Copy the records. Keep every line exactly as it is.
BEGIN Provided records
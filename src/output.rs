use std::fs::{self, File};
use std::io::Write;
use std::path::Path;

use serde::Serialize;

use crate::errors::AppResult;
use crate::geocode::Coordinate;
use crate::ingestion::{ContactRow, REQUIRED_COLUMNS};

pub const COL_POSTAL_COORDINATES: &str = "Postal_co-ordinates";
pub const COL_RESIDENTIAL_COORDINATES: &str = "Residential_co-ordinates";

/// A contact row that survived geocoding, with both coordinate pairs.
#[derive(Debug, Clone, PartialEq, Serialize)]
pub struct EnrichedRow {
    pub contact: ContactRow,
    pub residential: Coordinate,
    pub postal: Coordinate,
}

/// `(lat, lng)`, always with a decimal point: `151` is written as `151.0`.
pub fn format_coordinate(coordinate: &Coordinate) -> String {
    format!("({:?}, {:?})", coordinate.lat, coordinate.lng)
}

/// Writes the cleaned table, creating parent directories as needed.
///
/// The header is always written, so an empty run still yields a valid file.
pub fn write_enriched(path: &Path, rows: &[EnrichedRow]) -> AppResult<usize> {
    if let Some(parent) = path.parent().filter(|p| !p.as_os_str().is_empty()) {
        fs::create_dir_all(parent)?;
    }
    write_enriched_to(File::create(path)?, rows)
}

pub fn write_enriched_to<W: Write>(writer: W, rows: &[EnrichedRow]) -> AppResult<usize> {
    let mut writer = csv::Writer::from_writer(writer);
    writer.write_record(
        REQUIRED_COLUMNS
            .iter()
            .copied()
            .chain([COL_POSTAL_COORDINATES, COL_RESIDENTIAL_COORDINATES]),
    )?;

    for row in rows {
        let contact = &row.contact;
        writer.write_record([
            contact.email.as_str(),
            contact.first_name.as_str(),
            contact.last_name.as_str(),
            contact.residential.street.as_str(),
            contact.residential.locality.as_str(),
            contact.residential.state.as_str(),
            contact.residential.postcode.as_str(),
            contact.postal.street.as_str(),
            contact.postal.locality.as_str(),
            contact.postal.state.as_str(),
            contact.postal.postcode.as_str(),
            format_coordinate(&row.postal).as_str(),
            format_coordinate(&row.residential).as_str(),
        ])?;
    }
    writer.flush()?;
    Ok(rows.len())
}

#[cfg(test)]
mod tests {
    use super::*;
    use crate::ingestion::Address;

    fn enriched() -> EnrichedRow {
        EnrichedRow {
            contact: ContactRow {
                email: "colton_tromp@gmail.com".into(),
                first_name: "Darcy".into(),
                last_name: "Waters".into(),
                residential: Address {
                    street: "1 George St".into(),
                    locality: "Sydney".into(),
                    state: "NSW".into(),
                    postcode: "2000".into(),
                },
                postal: Address {
                    street: "PO Box 7, Level 2".into(),
                    locality: "Ambleside".into(),
                    state: "TAS".into(),
                    postcode: "7310".into(),
                },
            },
            residential: Coordinate::new(-33.8688, 151.2093),
            postal: Coordinate::new(-37.9398, 146.4046),
        }
    }

    #[test]
    fn writes_header_and_coordinate_columns() {
        let mut buffer = Vec::new();
        assert_eq!(write_enriched_to(&mut buffer, &[enriched()]).unwrap(), 1);
        let text = String::from_utf8(buffer).unwrap();
        let mut lines = text.lines();

        let header = lines.next().unwrap();
        assert!(header.starts_with("Email,First Name,Last Name"));
        assert!(header.ends_with("Postal_co-ordinates,Residential_co-ordinates"));

        let row = lines.next().unwrap();
        assert!(row.contains("\"PO Box 7, Level 2\""));
        assert!(row.ends_with("\"(-37.9398, 146.4046)\",\"(-33.8688, 151.2093)\""));
    }

    #[test]
    fn whole_degrees_keep_their_decimal_point() {
        assert_eq!(format_coordinate(&Coordinate::new(-33.0, 151.0)), "(-33.0, 151.0)");
        assert_eq!(
            format_coordinate(&Coordinate::new(-33.8688, 151.2093)),
            "(-33.8688, 151.2093)"
        );
    }

    #[test]
    fn empty_run_still_writes_header() {
        let dir = tempfile::tempdir().unwrap();
        let path = dir.path().join("nested").join("out.csv");
        assert_eq!(write_enriched(&path, &[]).unwrap(), 0);
        let text = fs::read_to_string(&path).unwrap();
        assert_eq!(text.lines().count(), 1);
    }
}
END Provided records
■ Answer space
filename src/output.rs
use std::fs::{self, File};
use std::io::Write;
use std::path::Path;

use serde::Serialize;

use crate::errors::AppResult;
use crate::geocode::Coordinate;
use crate::ingestion::{ContactRow, REQUIRED_COLUMNS};

pub const COL_POSTAL_COORDINATES: &str = "Postal_co-ordinates";
pub const COL_RESIDENTIAL_COORDINATES: &str = "Residential_co-ordinates";

/// A contact row that survived geocoding, with both coordinate pairs.
#[derive(Debug, Clone, PartialEq, Serialize)]
pub struct EnrichedRow {
    pub contact: ContactRow,
    pub residential: Coordinate,
    pub postal: Coordinate,
}

/// `(lat, lng)`, always with a decimal point: `151` is written as `151.0`.
pub fn format_coordinate(coordinate: &Coordinate) -> String {
    format!("({:?}, {:?})", coordinate.lat, coordinate.lng)
}

/// Writes the cleaned table, creating parent directories as needed.
///
/// The header is always written, so an empty run still yields a valid file.
pub fn write_enriched(path: &Path, rows: &[EnrichedRow]) -> AppResult<usize> {
    if let Some(parent) = path.parent().filter(|p| !p.as_os_str().is_empty()) {
        fs::create_dir_all(parent)?;
    }
    write_enriched_to(File::create(path)?, rows)
}

pub fn write_enriched_to<W: Write>(writer: W, rows: &[EnrichedRow]) -> AppResult<usize> {
    let mut writer = csv::Writer::from_writer(writer);
    writer.write_record(
        REQUIRED_COLUMNS
            .iter()
            .copied()
            .chain([COL_POSTAL_COORDINATES, COL_RESIDENTIAL_COORDINATES]),
    )?;

    for row in rows {
        let contact = &row.contact;
        writer.write_record([
            contact.email.as_str(),
            contact.first_name.as_str(),
            contact.last_name.as_str(),
            contact.residential.street.as_str(),
            contact.residential.locality.as_str(),
            contact.residential.state.as_str(),
            contact.residential.postcode.as_str(),
            contact.postal.street.as_str(),
            contact.postal.locality.as_str(),
            contact.postal.state.as_str(),
            contact.postal.postcode.as_str(),
            format_coordinate(&row.postal).as_str(),
            format_coordinate(&row.residential).as_str(),
        ])?;
    }
    writer.flush()?;
    Ok(rows.len())
}

#[cfg(test)]
mod tests {
    use super::*;
    use crate::ingestion::Address;

    fn enriched() -> EnrichedRow {
        EnrichedRow {
            contact: ContactRow {
                email: "colton_tromp@gmail.com".into(),
                first_name: "Darcy".into(),
                last_name: "Waters".into(),
                residential: Address {
                    street: "1 George St".into(),
                    locality: "Sydney".into(),
                    state: "NSW".into(),
                    postcode: "2000".into(),
                },
                postal: Address {
                    street: "PO Box 7, Level 2".into(),
                    locality: "Ambleside".into(),
                    state: "TAS".into(),
                    postcode: "7310".into(),
                },
            },
            residential: Coordinate::new(-33.8688, 151.2093),
            postal: Coordinate::new(-37.9398, 146.4046),
        }
    }

    #[test]
    fn writes_header_and_coordinate_columns() {
        let mut buffer = Vec::new();
        assert_eq!(write_enriched_to(&mut buffer, &[enriched()]).unwrap(), 1);
        let text = String::from_utf8(buffer).unwrap();
        let mut lines = text.lines();

        let header = lines.next().unwrap();
        assert!(header.starts_with("Email,First Name,Last Name"));
        assert!(header.ends_with("Postal_co-ordinates,Residential_co-ordinates"));

        let row = lines.next().unwrap();
        assert!(row.contains("\"PO Box 7, Level 2\""));
        assert!(row.ends_with("\"(-37.9398, 146.4046)\",\"(-33.8688, 151.2093)\""));
    }

    #[test]
    fn whole_degrees_keep_their_decimal_point() {
        assert_eq!(format_coordinate(&Coordinate::new(-33.0, 151.0)), "(-33.0, 151.0)");
        assert_eq!(
            format_coordinate(&Coordinate::new(-33.8688, 151.2093)),
            "(-33.8688, 151.2093)"
        );
    }

    #[test]
    fn empty_run_still_writes_header() {
        let dir = tempfile::tempdir().unwrap();
        let path = dir.path().join("nested").join("out.csv");
        assert_eq!(write_enriched(&path, &[]).unwrap(), 0);
        let text = fs::read_to_string(&path).unwrap();
        assert_eq!(text.lines().count(), 1);
    }
}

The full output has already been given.